The Illusion of Truth

5 July 2016

Atoms in a circular ring. IBM
Atoms in a circular ring.

Physical theories are often presented as a description of what’s really going on. Forces act on a baseball, causing it to fall. Atoms collide and fuse in the heart of a star, releasing heat and energy. Science is true, as is often said, and our scientific theories encapsulate this truth. But this isn’t entirely true.

The probability distributions for hydrogen in different energy states. Wikipedia/PoorLeno
The probability distributions for hydrogen in different energy states.

For example, quantum mechanics is a strange, sometimes confusing theory. Objects can be particles and waves. They do strange things like tunnel through barriers, and can even appear and disappear. Given all this strangeness, what’s really going on? What’s the true nature of quantum reality? It depends on which approach you want to take. In one view quantum objects are described by a wave-like probability function. When you interact with or “observe” the object this “wavefunction” collapses into a definite state. That’s view commonly presented, but a quantum system can also be described by its transitions between energy states. Since this uses a mathematical method involving matrices, it’s known as matrix mechanics. Both wavefunctions and matrix mechanics give the same results, but their view of what really goes on is very different. Then there’s the path integral method. Rather than a wavefunction or matrix transitions, path integrals imagine quantum objects can take almost any path between two states. By summing all the possible paths you can derive the odds that it will occur.

The matrix transition version of quantum theory doesn't care about the wavefunction. Hyperphysics
The matrix transition version of quantum theory doesn’t care about the wavefunction.

So which one is true? Are quantum objects distributed waves of probability? Are they simply transitions between energy states? Do they take an infinite number of paths between states? Each of these models make the same predictions, so one version is no more “true” than the others. What happens in practice is that we’ll use whatever method is useful at the time. They are equivalent models, so the best model for the job is the one we’ll use. The only reason the wavefunction view is so common is that it’s the version usually taught to introductory students.

You might think this uncertainty of truth is due to the behavior of quantum physics itself. It’s so strange and counterintuitive that we can’t wrap our puny brains around what’s really going on. But the same thing occurs in lots of other fields. Even something as straight forward as basic Newtonian physics.

In the path integral view many potential paths are summed. DeviantArt user Seigner
In the path integral view many potential paths are summed.

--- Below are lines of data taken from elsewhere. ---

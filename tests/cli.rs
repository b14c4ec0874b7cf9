// Copyright 2025 Chisomo Makombo Sakala
//
// Licensed under the Apache License, Version 2.0 (the "License");
// you may not use this file except in compliance with the License.
// You may obtain a copy of the License at
//
//     http://www.apache.org/licenses/LICENSE-2.0
//
// Unless required by applicable law or agreed to in writing, software
// distributed under the License is distributed on an "AS IS" BASIS,
// WITHOUT WARRANTIES OR CONDITIONS OF ANY KIND, either express or implied.
// See the License for the specific language governing permissions and
// limitations under the License.
#![cfg(unix)]

use assert_cmd::cargo;
use assert_cmd::prelude::*;
use predicates::prelude::*;
use std::fs;
use std::path::Path;
use std::process::Command;
use tempfile::tempdir;

use serde_json::Value;

fn archdeck(cwd: &Path) -> Command {
  let mut cmd = Command::new(cargo::cargo_bin!("archdeck"));
  cmd
    .current_dir(cwd)
    .env_remove("ARCHDECK_EXECUTABLE")
    .env_remove("ARCHDECK_REFRESH_INTERVAL")
    .env_remove("ARCHDECK_AUTO_REFRESH")
    .env_remove("ARCHDECK_CONFIG")
    .env_remove("ARCHDECK_LOG_FILE")
    .env_remove("ARCHDECK_LOG_DIR")
    .env_remove("RUST_LOG")
    .env("CLICOLOR", "0");
  cmd
}

/// `sh metrics all` runs the `metrics` script in the working directory, which
/// stands in for the administration CLI.
fn write_metrics_script(dir: &Path) {
  fs::write(
    dir.join("metrics"),
    "printf 'RAM: 4.2 GiB\\nCPU_TEMP: 55C\\nFAN: 900rpm\\nPROCESSES: init | sshd | htop\\n'\n\
     echo 'gpu probe failed' >&2\n\
     exit 1\n",
  )
  .unwrap();
}

#[test]
fn test_run_streams_output_and_exit_code() {
  let temp = tempdir().unwrap();

  archdeck(temp.path())
    .arg("--executable")
    .arg("sh")
    .arg("run")
    .arg("--")
    .arg("-c")
    .arg("printf hello; printf oops >&2; exit 3")
    .assert()
    .code(3)
    .stdout(predicate::eq("hello"))
    .stderr(predicate::str::contains("oops"))
    .stderr(predicate::str::contains("Finished (exit 3)"));
}

#[test]
fn test_run_into_named_sink() {
  let temp = tempdir().unwrap();

  archdeck(temp.path())
    .env("ARCHDECK_EXECUTABLE", "sh")
    .arg("run")
    .arg("--sink")
    .arg("news")
    .arg("--")
    .arg("-c")
    .arg("echo 'Arch news: all quiet'")
    .assert()
    .success()
    .stdout(predicate::str::contains("Arch news: all quiet"))
    .stderr(predicate::str::contains("Finished (exit 0)"));
}

#[test]
fn test_run_named_sink_collects_both_streams() {
  let temp = tempdir().unwrap();

  archdeck(temp.path())
    .arg("--executable")
    .arg("sh")
    .arg("run")
    .arg("--sink")
    .arg("news")
    .arg("--")
    .arg("-c")
    .arg("printf headline; printf warning >&2")
    .assert()
    .success()
    .stdout(predicate::str::contains("headline"))
    .stdout(predicate::str::contains("warning"))
    .stderr(predicate::str::contains("Finished (exit 0)"));
}

#[test]
fn test_log_file_is_written_under_log_dir() {
  let temp = tempdir().unwrap();

  archdeck(temp.path())
    .env("ARCHDECK_LOG_DIR", temp.path().join("logs"))
    .env("ARCHDECK_LOG_FILE", "archdeck.log")
    .env("RUST_LOG", "archdeck=debug")
    .arg("config")
    .assert()
    .success();

  let log = fs::read_to_string(temp.path().join("logs").join("archdeck.log")).unwrap();
  assert!(log.contains("Settings loaded"));
}

#[test]
fn test_run_empty_command_is_rejected() {
  let temp = tempdir().unwrap();

  archdeck(temp.path())
    .arg("--executable")
    .arg("sh")
    .arg("run")
    .arg("")
    .assert()
    .failure()
    .stderr(predicate::str::contains("No command provided."))
    .stderr(predicate::str::contains("empty command"));
}

#[test]
fn test_run_missing_executable() {
  let temp = tempdir().unwrap();

  archdeck(temp.path())
    .arg("--executable")
    .arg("/nonexistent/arch-manager")
    .arg("run")
    .arg("pacman")
    .arg("update")
    .assert()
    .failure()
    .stderr(predicate::str::contains(
      "Failed to start /nonexistent/arch-manager",
    ));
}

#[test]
fn test_metrics_lines() {
  let temp = tempdir().unwrap();
  write_metrics_script(temp.path());

  archdeck(temp.path())
    .arg("--executable")
    .arg("sh")
    .arg("metrics")
    .assert()
    .success()
    .stdout(predicate::str::contains("RAM: 4.2 GiB\nCPU Temp: 55C\n"))
    .stdout(predicate::str::contains("GPU: —"))
    .stdout(predicate::str::contains("Top Processes:\n  init\n  sshd\n  htop"))
    .stdout(predicate::str::contains("FAN").not())
    .stderr(predicate::str::contains("gpu probe failed"));
}

#[test]
fn test_metrics_json() {
  let temp = tempdir().unwrap();
  write_metrics_script(temp.path());

  let output = archdeck(temp.path())
    .arg("--executable")
    .arg("sh")
    .arg("metrics")
    .arg("--json")
    .output()
    .unwrap();
  assert!(output.status.success());

  let json: Value = serde_json::from_slice(&output.stdout).unwrap();
  assert_eq!(json["RAM"], "4.2 GiB");
  assert_eq!(json["CPU_TEMP"], "55C");
  assert_eq!(json["PROCESSES"], serde_json::json!(["init", "sshd", "htop"]));
  assert!(json.get("FAN").is_none());
  assert!(json.get("UPTIME").is_none());
}

#[test]
fn test_metrics_missing_executable() {
  let temp = tempdir().unwrap();

  archdeck(temp.path())
    .arg("--executable")
    .arg("/nonexistent/arch-manager")
    .arg("metrics")
    .assert()
    .failure()
    .stderr(predicate::str::contains("Metrics refresh failed"));
}

#[test]
fn test_config_layers_file_and_env() {
  let temp = tempdir().unwrap();
  fs::write(
    temp.path().join("archdeck.toml"),
    "executable = \"/opt/am/arch-manager\"\nrefresh_interval = 60\n",
  )
  .unwrap();

  archdeck(temp.path())
    .env("ARCHDECK_REFRESH_INTERVAL", "45")
    .arg("config")
    .assert()
    .success()
    .stdout(predicate::str::contains("executable = \"/opt/am/arch-manager\""))
    .stdout(predicate::str::contains("refresh_interval = 45"))
    .stdout(predicate::str::contains("auto_refresh = true"));
}

#[test]
fn test_config_rejects_out_of_range_interval() {
  let temp = tempdir().unwrap();

  archdeck(temp.path())
    .env("ARCHDECK_REFRESH_INTERVAL", "1")
    .arg("config")
    .assert()
    .failure()
    .stderr(predicate::str::contains("Failed to load settings"));
}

Toss a baseball in the air and Earth’s gravitational force pulls it down. The force of gravity is a simple truth, right? While we often describe classical motion in terms of forces and acceleration, we can also describe it in terms of energy and momentum. In the Lagrangian and Hamiltonian approach, the path of a baseball is the optimized path among possibilities. In this view a baseball’s path is the extrema of an energy equation, and force can be derived as a necessary consequence of this. In the relativistic view the baseball follows a geodesic, which is the minimal path through space and time. So is a baseball’s motion due to a gravitational force, an energy extrema, or a spacetime geodesic? As with quantum theory, different approaches yield the same result. They are mathematically equivalent, so we can use whatever method is most useful at the time.

At its core, science is less about truth and more about models. The metaphysics underlying a model is useful only as far as it allows us to make better predictions, generate new ideas, or bring models together as a cohesive whole. This is why we have no problem using classical gravity to calculate the path of a spacecraft through the solar system, while using special relativity to account for the Doppler shift of the spacecraft’s radio signals. It’s why we can use quantum physics to study atoms in the morning, and general relativity to study black holes in the afternoon. In regimes where models conflict with each other it isn’t a failure of truth, but instead shows an opportunity to develop a better model.

It could be that with each better model we move closer to the truth about reality. The truth is out there, and science strives to move towards that truth. It’s a common view, and certainly the search for truth has driven many scientists to develop better and better models. But the real power of science is the recognition that what we have are models. Our models can be powerful, but they are always a bit tentative. There’s always a chance that they might just be an illusion of truth.